Saturday, May 02, 2015

Another Era of Drug Abuse

Yesterday I was on my walk and my friend X told me his mom was a mean alcoholic. His dad when on leave from the army would go to NYC with a friend to score heroin. "This was in the 50's," he said. "They also took asthma inhalers to get high." He mentioned some name I'd never heard of.

My other friend Y told me her dad sold candy and tobacco for a living and "His delivery route was all bars. He came home sloshed every night. My mother said "Quit or I'm leaving."
"What happened?" I asked. "He quit! He got grouchy, and he still is grouchy, but he doesn't drink." Y said.
"That's good," I said.

Both X and Y are reformed alcoholics. God bless them. I love X drinkers, and gravitate towards them at social functions. They are usually not afraid to look at the hard stuff of life, and they know where to find the seltzer.

Our generation is more open about alcoholism but we still need to conquer some of the other ills.

When we moved into our house 20 years ago there were things in the medicine cabinet that I'd never heard of. Laudanum.

When I was 11, in 1972 my mother told me she was addicted to diet pills. "Does dad know?" I asked, "No." She had her own psychiatrist she saw a few times a week and a medicine chest full of bottles of amphetamines and Valium. She was always on her way up or down trying to medicate her bipolar. My bio dad was of the medicate by martini school. His Yonkers apartment fridge had olives, and vermouth, gin and frozen bagels. Nothing more.

My parents worshiped (and shopped-for) doctors, religion and engaged in medical quackery.

Laudanum /ˈlɔːdᵊnəm/ is a tincture of opium containing approximately 10% powdered opium by weight (the equivalent of 1% morphine).[1]

Reddish-brown and extremely bitter, laudanum contains almost all of the opium alkaloids, including morphine and codeine, and its high morphine concentration makes it a potent narcotic. Laudanum was historically used to treat a variety of ailments, but its principal use was as an analgesic and cough suppressant. Until the early 20th century, laudanum was sold without a prescription and was a constituent of many patent medicines. Today, laudanum is recognized as addictive and is strictly regulated and controlled throughout most of the world.

Laudanum is known as a "whole opium" preparation since it historically contained all the opium alkaloids. Today, however, the drug is often processed to remove all or most of the noscapine (also narcotine) present as this is a strong emetic and does not add appreciably to the analgesic or anti-propulsive properties of opium; the resulting solution is called Denarcotized Tincture of Opium or Deodorized Tincture of Opium (DTO).

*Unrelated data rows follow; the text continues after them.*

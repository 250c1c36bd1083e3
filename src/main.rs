// SPDX-License-Identifier: GPL-3.0-only
// Copyright (C) 2025 Brian Hetro <whee@smaertness.net>

//! Command-line interface for gpt2md.
//!
//! This binary provides the `gpt2md` command for converting ChatGPT
//! conversation exports from JSON to Markdown format.

use gpt2md::output::{self, FileNamer, WriteOutcome};
use gpt2md::parser::{self, Conversation};
use gpt2md::renderer;
use lexopt::prelude::*;
use snafu::{ensure, prelude::*};
use std::path::{Path, PathBuf};
use walkdir::WalkDir;

/// File name of the conversation list inside a ChatGPT export.
const EXPORT_FILE_NAME: &str = "conversations.json";

/// Where to write the rendered output.
#[derive(Clone)]
enum OutputTarget {
    /// Write each conversation to the specified directory.
    Directory(PathBuf),
    /// Write to stdout.
    Stdout,
}

struct Cli {
    input: Vec<PathBuf>,
    output: OutputTarget,
    limit: i64,
    concat: bool,
    show_timestamps: bool,
    heading_offset: u8,
    quiet: bool,
    dry_run: bool,
    force: bool,
}

#[derive(Debug, Snafu)]
enum Error {
    #[snafu(display("failed to parse arguments: {source}"))]
    ParseArgs { source: lexopt::Error },

    #[snafu(display("at least one input file or directory is required"))]
    NoInputFiles,

    #[snafu(display("no {EXPORT_FILE_NAME} found in the given inputs"))]
    NoExportFiles,

    #[snafu(display("cannot output multiple conversations to stdout without --concat"))]
    MultipleConversationsToStdout,

    #[snafu(display("failed to create output directory: {source}"))]
    CreateOutputDir { source: std::io::Error },

    #[snafu(display("failed to read {}: {source}", path.display()))]
    ReadFile {
        path: PathBuf,
        source: std::io::Error,
    },

    #[snafu(display("failed to parse {}: {source}", path.display()))]
    ParseFile {
        path: PathBuf,
        source: parser::ParseError,
    },

    #[snafu(display("{source}"))]
    WriteOutput { source: output::OutputError },

    #[snafu(display("{count} conversation(s) could not be written"))]
    WriteFailures { count: usize },
}

fn print_help() {
    println!(
        "\
{name} {version}
Convert ChatGPT conversation exports to Markdown

Usage: {name} [OPTIONS] <INPUT>...

Arguments:
  <INPUT>...  conversations.json files, or export directories containing them

Options:
  -o, --output <OUTPUT>     Output directory (or file with --concat, or - for stdout)
                            (default: ./output)
  -l, --limit <N>           Process only the first N conversations (0 for all)
      --concat              Combine all conversations into a single output
      --heading-offset <N>  Shift heading levels by N (0-5, default: 0)

Metadata display (use --show-* or --hide-*):
      --show-timestamps     Include conversation creation time (default: off)
      --hide-timestamps     Hide conversation creation time

Other options:
  -q, --quiet               Suppress progress messages
  -n, --dry-run             Show what would be processed without writing
  -f, --force               Overwrite existing output files
  -h, --help                Print help
  -V, --version             Print version",
        name = env!("CARGO_PKG_NAME"),
        version = env!("CARGO_PKG_VERSION"),
    );
}

fn parse_args() -> Result<Cli, lexopt::Error> {
    // Show help if no arguments provided
    if std::env::args().len() == 1 {
        print_help();
        std::process::exit(0);
    }

    let mut input = Vec::new();
    let mut output = OutputTarget::Directory(PathBuf::from("./output"));
    let mut limit: i64 = 0;
    let mut concat = false;
    let mut show_timestamps = false;
    let mut heading_offset: u8 = 0;
    let mut quiet = false;
    let mut dry_run = false;
    let mut force = false;

    let mut parser = lexopt::Parser::from_env();
    while let Some(arg) = parser.next()? {
        match arg {
            Short('o') | Long("output") => {
                let val: PathBuf = parser.value()?.parse()?;
                output = if val == Path::new("-") {
                    OutputTarget::Stdout
                } else {
                    OutputTarget::Directory(val)
                };
            }
            Short('l') | Long("limit") => {
                limit = parser
                    .value()?
                    .parse()
                    .map_err(|_| "limit must be a whole number")?;
            }
            Long("concat") => concat = true,
            // Show/hide flags - last one wins
            Long("show-timestamps") => show_timestamps = true,
            Long("hide-timestamps") => show_timestamps = false,
            Long("heading-offset") => {
                let val: u8 = parser
                    .value()?
                    .parse()
                    .map_err(|_| "heading-offset must be a number 0-5")?;
                if val > 5 {
                    return Err("heading-offset must be 0-5".into());
                }
                heading_offset = val;
            }
            Short('q') | Long("quiet") => quiet = true,
            Short('n') | Long("dry-run") => dry_run = true,
            Short('f') | Long("force") => force = true,
            Short('h') | Long("help") => {
                print_help();
                std::process::exit(0);
            }
            Short('V') | Long("version") => {
                println!("{} {}", env!("CARGO_PKG_NAME"), env!("CARGO_PKG_VERSION"));
                std::process::exit(0);
            }
            Value(val) => input.push(val.parse()?),
            _ => return Err(arg.unexpected()),
        }
    }

    Ok(Cli {
        input,
        output,
        limit,
        concat,
        show_timestamps,
        heading_offset,
        quiet,
        dry_run,
        force,
    })
}

fn main() -> Result<(), Error> {
    let cli = parse_args().context(ParseArgsSnafu)?;

    ensure!(!cli.input.is_empty(), NoInputFilesSnafu);

    let files = collect_input_files(&cli.input);
    ensure!(!files.is_empty(), NoExportFilesSnafu);

    let mut conversations = load_conversations(&files)?;
    apply_limit(&mut conversations, cli.limit);

    if conversations.is_empty() {
        if !cli.quiet {
            eprintln!("No conversations found");
        }
        return Ok(());
    }

    if cli.concat {
        process_concat(&conversations, &cli)
    } else {
        match &cli.output {
            OutputTarget::Stdout => {
                ensure!(conversations.len() == 1, MultipleConversationsToStdoutSnafu);
                process_to_stdout(&conversations[0], &cli);
                Ok(())
            }
            OutputTarget::Directory(dir) => process_to_directory(&conversations, dir, &cli),
        }
    }
}

/// Collects export files from the given inputs (files and directories).
///
/// Directories are searched recursively for `conversations.json`.
fn collect_input_files(inputs: &[PathBuf]) -> Vec<PathBuf> {
    let mut files = Vec::new();
    for input in inputs {
        if input.is_dir() {
            for entry in WalkDir::new(input)
                .sort_by_file_name()
                .into_iter()
                .filter_map(Result::ok)
                .filter(|e| e.file_type().is_file() && e.file_name() == EXPORT_FILE_NAME)
            {
                files.push(entry.path().to_path_buf());
            }
        } else {
            files.push(input.clone());
        }
    }
    files
}

/// Reads and parses every export file, keeping input order.
fn load_conversations(files: &[PathBuf]) -> Result<Vec<Conversation>, Error> {
    let mut conversations = Vec::new();
    for path in files {
        let json = std::fs::read_to_string(path).context(ReadFileSnafu { path })?;
        let parsed = parser::parse_conversations(&json).context(ParseFileSnafu { path })?;
        conversations.extend(parsed);
    }
    Ok(conversations)
}

/// Keeps the first `limit` conversations; zero, negative or oversized limits keep all.
fn apply_limit(conversations: &mut Vec<Conversation>, limit: i64) {
    if let Ok(limit) = usize::try_from(limit)
        && limit > 0
    {
        conversations.truncate(limit);
    }
}

/// Creates render options from CLI arguments.
const fn make_render_options(cli: &Cli) -> renderer::RenderOptions {
    renderer::RenderOptions {
        show_timestamps: cli.show_timestamps,
        heading_offset: cli.heading_offset,
    }
}

/// Renders a single conversation to stdout.
fn process_to_stdout(conversation: &Conversation, cli: &Cli) {
    if cli.dry_run {
        eprintln!("Would output \"{}\"", conversation.title);
        return;
    }

    let markdown = renderer::render_conversation(conversation, &make_render_options(cli));
    print!("{markdown}");
}

/// Renders conversations into one document with a single rule between each.
///
/// Documents with messages already end in a rule, so only message-less
/// documents get one added.
fn concat_documents(conversations: &[Conversation], opts: &renderer::RenderOptions) -> String {
    let mut output = String::new();

    for conversation in conversations {
        if !output.is_empty() && !output.ends_with("\n---\n\n") {
            output.push_str("---\n\n");
        }
        output.push_str(&renderer::render_conversation(conversation, opts));
    }

    output
}

/// Renders all conversations into a single output.
fn process_concat(conversations: &[Conversation], cli: &Cli) -> Result<(), Error> {
    let output = concat_documents(conversations, &make_render_options(cli));

    match &cli.output {
        OutputTarget::Stdout => {
            if cli.dry_run {
                eprintln!("Would output {} conversations concatenated", conversations.len());
            } else {
                print!("{output}");
            }
        }
        OutputTarget::Directory(path) => {
            // In concat mode, treat path as a file, not directory
            if cli.dry_run {
                eprintln!(
                    "Would write {} ({} conversations concatenated)",
                    path.display(),
                    conversations.len()
                );
                return Ok(());
            }
            match output::write_document(path, &output, cli.force).context(WriteOutputSnafu)? {
                WriteOutcome::Written if !cli.quiet => eprintln!(
                    "Wrote {} ({} conversations)",
                    path.display(),
                    conversations.len()
                ),
                WriteOutcome::Skipped => eprintln!(
                    "Skipping {} (already exists, use --force to overwrite)",
                    path.display()
                ),
                WriteOutcome::Written => {}
            }
        }
    }

    Ok(())
}

/// Writes each conversation to its own file in `out_dir`.
///
/// A conversation that fails to write is reported and the rest are still
/// processed.
fn process_to_directory(conversations: &[Conversation], out_dir: &Path, cli: &Cli) -> Result<(), Error> {
    if !cli.dry_run {
        std::fs::create_dir_all(out_dir).context(CreateOutputDirSnafu)?;
    }

    let opts = make_render_options(cli);
    let mut namer = FileNamer::new();
    let mut failures: usize = 0;

    for conversation in conversations {
        let out_path = out_dir.join(namer.file_name(conversation));

        if cli.dry_run {
            eprintln!("Would write {}", out_path.display());
            continue;
        }

        let markdown = renderer::render_conversation(conversation, &opts);
        match output::write_document(&out_path, &markdown, cli.force) {
            Ok(WriteOutcome::Written) => {
                if !cli.quiet {
                    eprintln!("Wrote {}", out_path.display());
                }
            }
            Ok(WriteOutcome::Skipped) => eprintln!(
                "Skipping {} (already exists, use --force to overwrite)",
                out_path.display()
            ),
            Err(e) => {
                eprintln!("Error: {e}");
                failures += 1;
            }
        }
    }

    ensure!(failures == 0, WriteFailuresSnafu { count: failures });
    Ok(())
}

Laudanum remains available by prescription in the United States and theoretically in the United Kingdom, although today the drug's therapeutic indications are generally confined to controlling diarrhea, alleviating pain, and easing withdrawal symptoms in infants born to mothers addicted to heroin or other opioids. Recent enforcement action by the U.S. Food and Drug Administration (FDA) against manufacturers of paregoric and opium tincture suggests that opium tincture's availability in the U.S. may be in jeopardy.

The terms laudanum and tincture of opium are generally interchangeable, but in contemporary medical practice the latter is used almost exclusively.